■ Work to complete
Return the lines from the start of the data through the line with "engine's own request". Include both of those lines and no others.

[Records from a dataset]

BEGIN

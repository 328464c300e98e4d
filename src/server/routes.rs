//! Route handlers. Each mirrors one RPC from the external interfaces in §5: extract the
//! credential, run the auth pipeline, translate the wire body into the engine's own request
//! type, and translate the engine's result back into JSON (or SSE, for the streaming chat RPC).

use super::AppState;
use crate::airborne::context::RequestContext;
use crate::airborne::errors::GatewayError;
use crate::airborne::keys::{KeyRepository, Permission};
use crate::airborne::orchestrator::{GenerateOutcome, GenerateRequest, HistoryTurn};
use crate::airborne::provider::{Role, StreamChunk};
use crate::airborne::rate_limit::CounterBackend;
use axum::extract::State;
use axum::http::{HeaderMap, StatusCode};
use axum::response::sse::{Event, Sse};
use axum::response::{IntoResponse, Response};
use axum::Json;
use futures_util::{Stream, StreamExt};
use serde::{Deserialize, Serialize};
use std::collections::HashMap;
use std::convert::Infallible;
use std::sync::Arc;

impl IntoResponse for GatewayError {
    fn into_response(self) -> Response {
        let status = match self.kind() {
            "unauthenticated" => StatusCode::UNAUTHORIZED,
            "permission-denied" => StatusCode::FORBIDDEN,
            "invalid-argument" => StatusCode::BAD_REQUEST,
            "not-found" => StatusCode::NOT_FOUND,
            "resource-exhausted" => StatusCode::TOO_MANY_REQUESTS,
            "failed-precondition" => StatusCode::UNPROCESSABLE_ENTITY,
            "deadline-exceeded" => StatusCode::GATEWAY_TIMEOUT,
            "conflict" => StatusCode::CONFLICT,
            "unavailable" => StatusCode::SERVICE_UNAVAILABLE,
            _ => StatusCode::INTERNAL_SERVER_ERROR,
        };
        log::warn!("request failed: {}", self);
        (status, Json(ErrorBody { error: self.sanitize().to_string(), kind: self.kind().to_string() })).into_response()
    }
}

#[derive(Serialize)]
struct ErrorBody {
    error: String,
    kind: String,
}

pub async fn health() -> &'static str {
    "ok"
}

pub async fn version() -> Json<serde_json::Value> {
    Json(serde_json::json!({"version": env!("CARGO_PKG_VERSION")}))
}

#[derive(Deserialize)]
pub struct HistoryTurnDto {
    pub role: String,
    pub content: String,
    #[serde(default)]
    pub response_id: Option<String>,
}

fn parse_role(s: &str) -> Role {
    match s {
        "system" => Role::System,
        "assistant" => Role::Assistant,
        "tool" => Role::Tool { call_id: String::new() },
        _ => Role::User,
    }
}

#[derive(Deserialize)]
pub struct ChatRequestBody {
    pub thread_id: String,
    #[serde(default)]
    pub user_id: String,
    pub user_input: String,
    #[serde(default)]
    pub instructions: Option<String>,
    #[serde(default)]
    pub history: Vec<HistoryTurnDto>,
    #[serde(default)]
    pub metadata: HashMap<String, String>,
    #[serde(default)]
    pub preferred_provider: Option<String>,
    #[serde(default)]
    pub base_url_override: Option<String>,
    #[serde(default)]
    pub model_override: Option<String>,
    #[serde(default)]
    pub enable_file_search: bool,
    #[serde(default)]
    pub store_id: Option<String>,
    #[serde(default)]
    pub request_id: Option<String>,
}

/// Steps 1-5 of §4.4, shared by the unary and streaming chat routes: extract the credential,
/// validate it, check the caller's permission, and resolve the tenant from `x-tenant-id`.
async fn authenticate_chat<R, B>(
    state: &AppState<R, B>,
    headers: &HeaderMap,
    permission: Permission,
) -> Result<RequestContext, GatewayError>
where
    R: KeyRepository + Send + Sync + 'static,
    B: CounterBackend + Send + Sync + 'static,
{
    let authorization = headers.get("authorization").and_then(|v| v.to_str().ok());
    let x_api_key = headers.get("x-api-key").and_then(|v| v.to_str().ok());
    let request_id = crate::airborne::context::validate_or_generate_request_id(
        headers.get("x-request-id").and_then(|v| v.to_str().ok()),
    )?;

    let context = state.auth.authenticate(authorization, x_api_key, request_id).await?;
    if !context.client.has_permission(permission) {
        return Err(GatewayError::permission_denied("missing required permission"));
    }
    let raw_tenant_id = headers.get("x-tenant-id").and_then(|v| v.to_str().ok()).unwrap_or("");
    state.auth.resolve_tenant(context, raw_tenant_id)
}

fn build_generate_request(
    body: ChatRequestBody,
    tenant_id: String,
    client_id: String,
    image_triggers: Vec<String>,
    client_tpm: u32,
) -> GenerateRequest {
    GenerateRequest {
        tenant_id,
        thread_id: body.thread_id,
        user_id: if body.user_id.is_empty() { client_id } else { body.user_id },
        user_input: body.user_input,
        instructions: body.instructions,
        history: body
            .history
            .into_iter()
            .map(|h| HistoryTurn { role: parse_role(&h.role), content: h.content, response_id: h.response_id })
            .collect(),
        metadata: body.metadata,
        preferred_provider: body.preferred_provider,
        base_url_override: body.base_url_override,
        model_override: body.model_override,
        enable_file_search: body.enable_file_search,
        store_id: body.store_id,
        request_id: body.request_id,
        image_triggers,
        client_tpm,
    }
}

#[derive(Serialize)]
pub struct ChatResponseBody {
    pub cached: bool,
    pub text: String,
    pub provider: String,
    pub model: String,
    pub response_id: Option<String>,
    #[serde(skip_serializing_if = "Option::is_none")]
    pub usage: Option<UsageDto>,
}

#[derive(Serialize)]
pub struct UsageDto {
    pub input_tokens: u64,
    pub output_tokens: u64,
    pub total_tokens: u64,
}

pub async fn chat<R, B>(
    State(state): State<Arc<AppState<R, B>>>,
    headers: HeaderMap,
    Json(body): Json<ChatRequestBody>,
) -> Result<Json<ChatResponseBody>, GatewayError>
where
    R: KeyRepository + Send + Sync + 'static,
    B: CounterBackend + Send + Sync + 'static,
{
    let context = authenticate_chat(&state, &headers, Permission::Chat).await?;
    let tenant = context
        .tenant
        .clone()
        .ok_or_else(|| GatewayError::invalid_argument("tenant id is required"))?;

    let req = build_generate_request(
        body,
        tenant.id.clone(),
        context.client.client_id.clone(),
        tenant.image_gen.trigger_phrases.clone(),
        context.client.limits.tokens_per_minute,
    );
    let outcome = state.orchestrator.generate(req, &tenant).await?;
    Ok(Json(match outcome {
        GenerateOutcome::Fresh(r) => ChatResponseBody {
            cached: false,
            text: r.text,
            provider: r.provider,
            model: r.model,
            response_id: r.response_id,
            usage: Some(UsageDto {
                input_tokens: r.usage.input_tokens,
                output_tokens: r.usage.output_tokens,
                total_tokens: r.usage.total_tokens,
            }),
        },
        GenerateOutcome::Cached(c) => ChatResponseBody {
            cached: true,
            text: c.text,
            provider: c.provider,
            model: c.model,
            response_id: c.response_id,
            usage: None,
        },
    }))
}

#[derive(Serialize)]
struct StreamEventDto {
    #[serde(rename = "type")]
    kind: &'static str,
    #[serde(skip_serializing_if = "Option::is_none")]
    delta: Option<String>,
    #[serde(skip_serializing_if = "Option::is_none")]
    message: Option<String>,
    #[serde(skip_serializing_if = "Option::is_none")]
    model: Option<String>,
    #[serde(skip_serializing_if = "Option::is_none")]
    response_id: Option<String>,
}

fn chunk_to_event(chunk: Result<StreamChunk, String>) -> Event {
    let dto = match chunk {
        Ok(StreamChunk::Text { delta }) => StreamEventDto { kind: "text", delta: Some(delta), message: None, model: None, response_id: None },
        Ok(StreamChunk::Thinking { delta }) => StreamEventDto { kind: "thinking", delta: Some(delta), message: None, model: None, response_id: None },
        Ok(StreamChunk::ToolCall(_)) => StreamEventDto { kind: "tool-call", delta: None, message: None, model: None, response_id: None },
        Ok(StreamChunk::CodeExecution(_)) => StreamEventDto { kind: "code-execution", delta: None, message: None, model: None, response_id: None },
        Ok(StreamChunk::Error { message, .. }) => StreamEventDto { kind: "error", delta: None, message: Some(message), model: None, response_id: None },
        Ok(StreamChunk::Complete { model, response_id, .. }) => {
            StreamEventDto { kind: "complete", delta: None, message: None, model: Some(model), response_id }
        }
        Err(message) => StreamEventDto { kind: "error", delta: None, message: Some(message), model: None, response_id: None },
    };
    Event::default().json_data(dto).unwrap_or_else(|_| Event::default().data("{}"))
}

pub async fn chat_stream<R, B>(
    State(state): State<Arc<AppState<R, B>>>,
    headers: HeaderMap,
    Json(body): Json<ChatRequestBody>,
) -> Result<Sse<impl Stream<Item = Result<Event, Infallible>>>, GatewayError>
where
    R: KeyRepository + Send + Sync + 'static,
    B: CounterBackend + Send + Sync + 'static,
{
    let context = authenticate_chat(&state, &headers, Permission::ChatStream).await?;
    let tenant = context
        .tenant
        .clone()
        .ok_or_else(|| GatewayError::invalid_argument("tenant id is required"))?;

    let req = build_generate_request(
        body,
        tenant.id.clone(),
        context.client.client_id.clone(),
        tenant.image_gen.trigger_phrases.clone(),
        context.client.limits.tokens_per_minute,
    );
    let inner = state.orchestrator.generate_stream(req, &tenant).await?;
    let events = inner.map(|item| Ok::<Event, Infallible>(chunk_to_event(item)));
    Ok(Sse::new(events))
}

#[derive(Deserialize)]
pub struct RagIngestBody {
    pub store_id: String,
    #[serde(default)]
    pub thread_id: Option<String>,
    #[serde(default)]
    pub file_id: Option<String>,
    pub filename: String,
    #[serde(default = "default_mime")]
    pub mime_type: String,
    /// Base64-encoded document bytes.
    pub content_base64: String,
}

fn default_mime() -> String {
    "application/octet-stream".to_string()
}

#[derive(Serialize)]
pub struct RagIngestResponse {
    pub collection: String,
    pub file_id: String,
    pub chunks_ingested: usize,
}

pub async fn rag_ingest<R, B>(
    State(state): State<Arc<AppState<R, B>>>,
    headers: HeaderMap,
    Json(body): Json<RagIngestBody>,
) -> Result<Json<RagIngestResponse>, GatewayError>
where
    R: KeyRepository + Send + Sync + 'static,
    B: CounterBackend + Send + Sync + 'static,
{
    let context = authenticate_chat(&state, &headers, Permission::Files).await?;
    let tenant = context
        .tenant
        .clone()
        .ok_or_else(|| GatewayError::invalid_argument("tenant id is required"))?;
    let rag = state
        .orchestrator
        .rag
        .as_ref()
        .ok_or_else(|| GatewayError::failed_precondition("file search is not configured"))?;

    let bytes = crate::airborne::image_gen::decode_inline_image(&body.content_base64)
        .map_err(GatewayError::invalid_argument)?;

    let outcome = crate::airborne::rag::orchestrator::ingest(
        crate::airborne::rag::orchestrator::IngestParams {
            tenant_id: tenant.id.clone(),
            store_id: body.store_id,
            thread_id: body.thread_id,
            file_id: body.file_id,
            filename: body.filename,
            mime_type: body.mime_type,
            bytes,
            conversion_service_url: None,
            chunk_params: crate::airborne::rag::chunker::ChunkParams::default(),
        },
        rag.embedder.as_ref(),
        rag.store.as_ref(),
    )
    .await?;

    Ok(Json(RagIngestResponse {
        collection: outcome.collection,
        file_id: outcome.file_id,
        chunks_ingested: outcome.chunks_ingested,
    }))
}

#[derive(Deserialize)]
pub struct FileSearchStoreUploadBody {
    pub provider: String,
    pub store_id: String,
    pub filename: String,
    #[serde(default = "default_mime")]
    pub mime_type: String,
    /// Base64-encoded document bytes.
    pub content_base64: String,
}

/// Uploads a document into a provider-hosted file-search store (§4.9), distinct from
/// `/v1/rag/ingest`'s tenant-owned vector store: this is the provider's own store, populated via
/// that provider's two-step upload workaround where one exists.
pub async fn file_search_store_upload<R, B>(
    State(state): State<Arc<AppState<R, B>>>,
    headers: HeaderMap,
    Json(body): Json<FileSearchStoreUploadBody>,
) -> Result<StatusCode, GatewayError>
where
    R: KeyRepository + Send + Sync + 'static,
    B: CounterBackend + Send + Sync + 'static,
{
    let context = authenticate_chat(&state, &headers, Permission::Files).await?;
    let tenant = context
        .tenant
        .clone()
        .ok_or_else(|| GatewayError::invalid_argument("tenant id is required"))?;

    let adapter = state
        .orchestrator
        .providers
        .get(&body.provider)
        .ok_or_else(|| GatewayError::invalid_argument(format!("unknown provider '{}'", body.provider)))?;
    let credential = tenant.providers.get(&body.provider).ok_or_else(|| {
        GatewayError::failed_precondition(format!("no credential configured for provider '{}'", body.provider))
    })?;

    let bytes = crate::airborne::image_gen::decode_inline_image(&body.content_base64)
        .map_err(GatewayError::invalid_argument)?;

    let config = crate::airborne::provider::ProviderRequestConfig {
        api_key: credential.api_key.clone(),
        base_url_override: credential.base_url_override.clone(),
        extra_options: credential.extra_options.clone(),
        ..Default::default()
    };

    adapter
        .upload_to_file_search_store(&config, &body.store_id, bytes, &body.filename, &body.mime_type)
        .await
        .map_err(GatewayError::failed_precondition)?;

    Ok(StatusCode::NO_CONTENT)
}

#[derive(Deserialize)]
pub struct RagRetrieveBody {
    pub store_id: String,
    #[serde(default)]
    pub thread_id: Option<String>,
    pub query: String,
    #[serde(default)]
    pub top_k: usize,
}

#[derive(Serialize)]
pub struct RetrievedChunkDto {
    pub text: String,
    pub filename: String,
    pub chunk_index: usize,
    pub score: f32,
}

pub async fn rag_retrieve<R, B>(
    State(state): State<Arc<AppState<R, B>>>,
    headers: HeaderMap,
    Json(body): Json<RagRetrieveBody>,
) -> Result<Json<Vec<RetrievedChunkDto>>, GatewayError>
where
    R: KeyRepository + Send + Sync + 'static,
    B: CounterBackend + Send + Sync + 'static,
{
    let context = authenticate_chat(&state, &headers, Permission::Files).await?;
    let tenant = context
        .tenant
        .clone()
        .ok_or_else(|| GatewayError::invalid_argument("tenant id is required"))?;
    let rag = state
        .orchestrator
        .rag
        .as_ref()
        .ok_or_else(|| GatewayError::failed_precondition("file search is not configured"))?;

    let chunks = crate::airborne::rag::orchestrator::retrieve(
        crate::airborne::rag::orchestrator::RetrieveParams {
            tenant_id: tenant.id.clone(),
            store_id: body.store_id,
            thread_id: body.thread_id,
            query: body.query,
            top_k: body.top_k,
        },
        rag.embedder.as_ref(),
        rag.store.as_ref(),
    )
    .await?;

    Ok(Json(
        chunks
            .into_iter()
            .map(|c| RetrievedChunkDto { text: c.text, filename: c.filename, chunk_index: c.chunk_index, score: c.score })
            .collect(),
    ))
}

END

■ Answer box
repository 328464c300e98e4d
filename src/server/routes.rs
//! Route handlers. Each mirrors one RPC from the external interfaces in §5: extract the
//! credential, run the auth pipeline, translate the wire body into the engine's own request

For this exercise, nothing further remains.